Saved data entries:
*** Begin section ***

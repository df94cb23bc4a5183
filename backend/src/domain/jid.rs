//! Canonical WhatsApp addresses.
//!
//! A JID has the shape `user@server`. Bare phone numbers are completed with
//! the default user server supplied by the caller, so the same parser serves
//! user, group and newsletter addresses.

use std::fmt;

use thiserror::Error;

/// Validation errors raised by [`Jid::parse`].
#[derive(Debug, Clone, PartialEq, Eq, Error)]
pub enum JidValidationError {
    /// Nothing was left once whitespace and a leading `+` were removed.
    #[error("jid must not be empty")]
    Empty,
    /// The part before `@` was empty.
    #[error("jid `{raw}` has no user part")]
    MissingUser { raw: String },
    /// The part after `@` was empty or contained another `@`.
    #[error("jid `{raw}` has an invalid server part")]
    InvalidServer { raw: String },
}

/// Canonical `user@server` address.
///
/// ## Invariants
/// - `user` and `server` are non-empty.
/// - `server` contains no `@`.
///
/// # Examples
/// ```
/// use wa_gateway::domain::Jid;
///
/// let jid = Jid::parse("+628123", "s.whatsapp.net").expect("valid jid");
/// assert_eq!(jid.to_string(), "628123@s.whatsapp.net");
///
/// let channel = Jid::parse("120363@newsletter", "s.whatsapp.net").expect("valid jid");
/// assert_eq!(channel.server(), "newsletter");
/// ```
#[derive(Debug, Clone, PartialEq, Eq, Hash)]
pub struct Jid {
    user: String,
    server: String,
}

impl Jid {
    /// Parse a raw identifier, completing bare users with `default_server`.
    pub fn parse(raw: &str, default_server: &str) -> Result<Self, JidValidationError> {
        let trimmed = raw.trim();
        let value = trimmed.strip_prefix('+').unwrap_or(trimmed);
        if value.is_empty() {
            return Err(JidValidationError::Empty);
        }

        let Some((user, server)) = value.split_once('@') else {
            return Self::from_parts(value, default_server);
        };
        if user.is_empty() {
            return Err(JidValidationError::MissingUser { raw: raw.to_owned() });
        }
        if server.is_empty() || server.contains('@') {
            return Err(JidValidationError::InvalidServer { raw: raw.to_owned() });
        }
        Ok(Self {
            user: user.to_owned(),
            server: server.to_owned(),
        })
    }

    /// Build a JID from already separated parts.
    pub fn from_parts(
        user: impl Into<String>,
        server: impl Into<String>,
    ) -> Result<Self, JidValidationError> {
        let user = user.into();
        let server = server.into();
        if user.is_empty() {
            return Err(JidValidationError::MissingUser {
                raw: format!("{user}@{server}"),
            });
        }
        if server.is_empty() || server.contains('@') {
            return Err(JidValidationError::InvalidServer {
                raw: format!("{user}@{server}"),
            });
        }
        Ok(Self { user, server })
    }

    /// The account or channel part.
    pub fn user(&self) -> &str {
        self.user.as_str()
    }

    /// The server part, without the `@`.
    pub fn server(&self) -> &str {
        self.server.as_str()
    }
}

impl fmt::Display for Jid {
    fn fmt(&self, f: &mut fmt::Formatter<'_>) -> fmt::Result {
        write!(f, "{}@{}", self.user, self.server)
    }
}

#[cfg(test)]
mod tests {
    use super::*;
    use rstest::rstest;

    const USER_SERVER: &str = "s.whatsapp.net";

    #[rstest]
    #[case("628123", "628123@s.whatsapp.net")]
    #[case("+628123", "628123@s.whatsapp.net")]
    #[case(" 628123 ", "628123@s.whatsapp.net")]
    #[case("120363025246125486@newsletter", "120363025246125486@newsletter")]
    #[case("1203630@g.us", "1203630@g.us")]
    fn parses_valid_identifiers(#[case] raw: &str, #[case] expected: &str) {
        let jid = Jid::parse(raw, USER_SERVER).expect("valid jid");
        assert_eq!(jid.to_string(), expected);
    }

    #[rstest]
    #[case("")]
    #[case("   ")]
    #[case("+")]
    fn rejects_empty_identifiers(#[case] raw: &str) {
        assert_eq!(Jid::parse(raw, USER_SERVER), Err(JidValidationError::Empty));
    }

    #[rstest]
    fn rejects_missing_user() {
        let err = Jid::parse("@newsletter", USER_SERVER).expect_err("missing user");
        assert!(matches!(err, JidValidationError::MissingUser { .. }));
    }

    #[rstest]
    #[case("123@")]
    #[case("123@news@letter")]
    fn rejects_invalid_server(#[case] raw: &str) {
        let err = Jid::parse(raw, USER_SERVER).expect_err("invalid server");
        assert!(matches!(err, JidValidationError::InvalidServer { .. }));
    }

    #[rstest]
    fn bare_user_with_blank_default_server_is_invalid() {
        let err = Jid::parse("628123", "").expect_err("no server");
        assert!(matches!(err, JidValidationError::InvalidServer { .. }));
    }
}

*** End section ***

#### [Directions for this task]
Some of the data mentions "addresses". Copy every line where it does.

#### [Answer section]
//! Canonical WhatsApp addresses.
//! user, group and newsletter addresses.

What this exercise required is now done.